If you want to research historical events for a college essay, learn about tropical fish, or even translate text into a different language, you can type keywords into an internet search engine and get almost instant results drawn from diverse, international sources on that subject.
Unfortunately, it’s not so easy for the scientist trying to find solutions for the COVID-19 pandemic. Even though researchers across the world have already amassed a wealth of information about the disease and continue to reveal new insights every day, this valuable data is stored in different digital libraries, organized in different structures, and written with different jargon. To get the most out of our collective COVID-19 knowledge, someone needs to collect it all in one place.
And that’s precisely what a team led by Lawrence Berkeley National Laboratory (Berkeley Lab) is doing. Under a special project launched in May, computing and bioinformatics experts are working together to develop a platform that consolidates disparate COVID-19 data sources and uses the unified library to make predictions – about potential drug targets, for example.
“We’ve built what is called a knowledge graph, where we pull all the various heterogeneous kinds of biological data out there into one location, and organize it according to how the data relate to each other using techniques such as link prediction,” said project principal investigator Chris Mungall, head of the Biosystems Data Science department in Berkeley Lab’s Biosciences Area. “The next step, and what we are working on now, is to apply machine-learning approaches to our knowledge graph – named KG-COVID-19 – to predict what existing or new drugs could work against COVID-19 based on the properties of those compounds and the viral or human macromolecules they target.”
The knowledge graph is freely available on the project wiki and can be analyzed by free, open-source software. It currently includes data on approximately 32,000 drugs, 21,000 human and 272 viral proteins plus roughly the same number of genes, and more than 50,000 scientific studies and clinical trials. New and relevant information is added as it becomes available.
Rising to the challenge
Project member and technical lead Justin Reese explained that he and his colleagues were able to construct the COVID-19 knowledge graph in such a short time because they were already in the midst of developing the platform for a different project – involving drug prediction for cancer – when the pandemic hit.
“The crisis happened very quickly, but we knew from the outset that there was actually a fair bit of existing information about related coronaviruses that could be leveraged.

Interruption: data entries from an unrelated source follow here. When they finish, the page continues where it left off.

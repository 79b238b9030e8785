pub const DEFAULT_MODEL_ID: &str = "anthropic.claude-3-haiku-20240307-v1:0";
pub const DEFAULT_MAX_TOKENS: u32 = 1_000;
pub const DEFAULT_TEMPERATURE: f64 = 0.5;
pub const DEFAULT_TOP_P: f64 = 0.9;

/// Inference parameters sent with every summarization request.
#[derive(Debug, Clone, PartialEq)]
pub struct ModelSettings {
    pub model_id: String,
    pub max_tokens: u32,
    pub temperature: f64,
    pub top_p: f64,
}

impl Default for ModelSettings {
    fn default() -> Self {
        Self {
            model_id: DEFAULT_MODEL_ID.to_string(),
            max_tokens: DEFAULT_MAX_TOKENS,
            temperature: DEFAULT_TEMPERATURE,
            top_p: DEFAULT_TOP_P,
        }
    }
}
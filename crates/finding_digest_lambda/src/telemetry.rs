use tracing::Subscriber;
use tracing_subscriber::fmt::MakeWriter;
use tracing_subscriber::util::TryInitError;
use tracing_subscriber::{layer::SubscriberExt, util::SubscriberInitExt, EnvFilter};

pub const DEFAULT_LOG_LEVEL: &str = "info";

/// JSON subscriber with event fields flattened to the top level and no timestamps.
pub fn build_subscriber<W>(env_filter: EnvFilter, make_writer: W) -> impl Subscriber + Send + Sync + 'static
where
    W: for<'writer> MakeWriter<'writer> + Send + Sync + 'static,
{
    let fmt_layer = tracing_subscriber::fmt::layer()
        .json()
        .flatten_event(true)
        .with_current_span(false)
        .with_target(false)
        .without_time()
        .with_writer(make_writer);

    tracing_subscriber::registry().with(env_filter).with(fmt_layer)
}

/// Installs the JSON log subscriber used by the Lambda binary.
///
/// `RUST_LOG` overrides the level. Timestamps are left to CloudWatch.
pub fn init_tracing() -> Result<(), TryInitError> {
    let env_filter =
        EnvFilter::try_from_default_env().unwrap_or_else(|_| EnvFilter::new(DEFAULT_LOG_LEVEL));

    build_subscriber(env_filter, std::io::stdout).try_init()
}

And we knew that new research was going to kick into overdrive,” said Reese, a software developer in the Biosciences Area. “So, we thought, ‘OK, we know what to do; we’re good at creating knowledge graphs that make scattered data useful.’”
Reese, Mungall, and fellow team members Deepak Unni and Marcin Joachimiak set to work feeding the knowledge graph with datasets like those generated from genetic analyses, molecular structure models, and biochemical reaction studies. Then, they loaded in text-based knowledge that had been gathered by COVIDScholar, a natural language-processing machine-learning tool developed by another Berkeley Lab team.
Once the knowledge graph was online, the scientists began using the high-performance computing resources at Berkeley Lab and Google Cloud to run predictive machine-learning algorithms. At the same time, they are working with external collaborators from academia and industry to develop a simple user interface, so that the knowledge graph can be used by doctors and medical researchers. As of now, the KG-COVID-19 is difficult to use without experience in bioinformatics.
The end goal is to create a resource that can make discoveries based on data connections that humans would take too long to find, and that can provide suggestions alongside search results. “One way you’ll be able to access our information is by asking our graph a question, like you would with Google, and getting results on your query and all related results along with context,” said Unni, a staff software developer. “So, if you’re trying to learn more about a particular viral protein, for example, alongside the direct results you’ll be presented with more information about molecules that might interact with that protein, and so on.”
The knowledge graph will be used to prioritize which potential drugs and drug targets are likely to be important, which could save significant time in the drug development process. This is done using machine-learning techniques that identify existing drugs that could be repurposed for COVID-19 treatment, and drug targets that are important in the disease process. Bench scientists and clinicians can then investigate these candidate drugs and drug targets for their usefulness in treating COVID-19.
According to the team, updated versions of the knowledge graph will be released monthly into the fall of 2020, but biomedical researchers are already using the first version. “The KG-COVID-19 project was launched less than three months ago, but has already been leveraged to support DOE and international COVID-19 efforts,” said Reese. He noted that the tool is currently being integrated into the National Institutes of Health’s National COVID Cohort Collaborative (N3C). “It’s gratifying to see that it’s already been helpful and that it will soon have even greater impact,” said Reese.
Other collaborators include Peter Robinson and Vida Ravanmehr at The Jackson Laboratory, Tiffany Callahan at the University of Colorado Denver, and Luca Cappelletti at the University of Milan. The KG-COVID-19 project is supported by the Laboratory Directed Research and Development (LDRD) Program and the U.S. Department of Energy National Virtual Biotechnology Laboratory: a consortium of DOE National laboratories with core capabilities relevant to the threats posed by COVID-19, and funded under the Coronavirus Aid, Relief, and Economic Security (CARES) Act.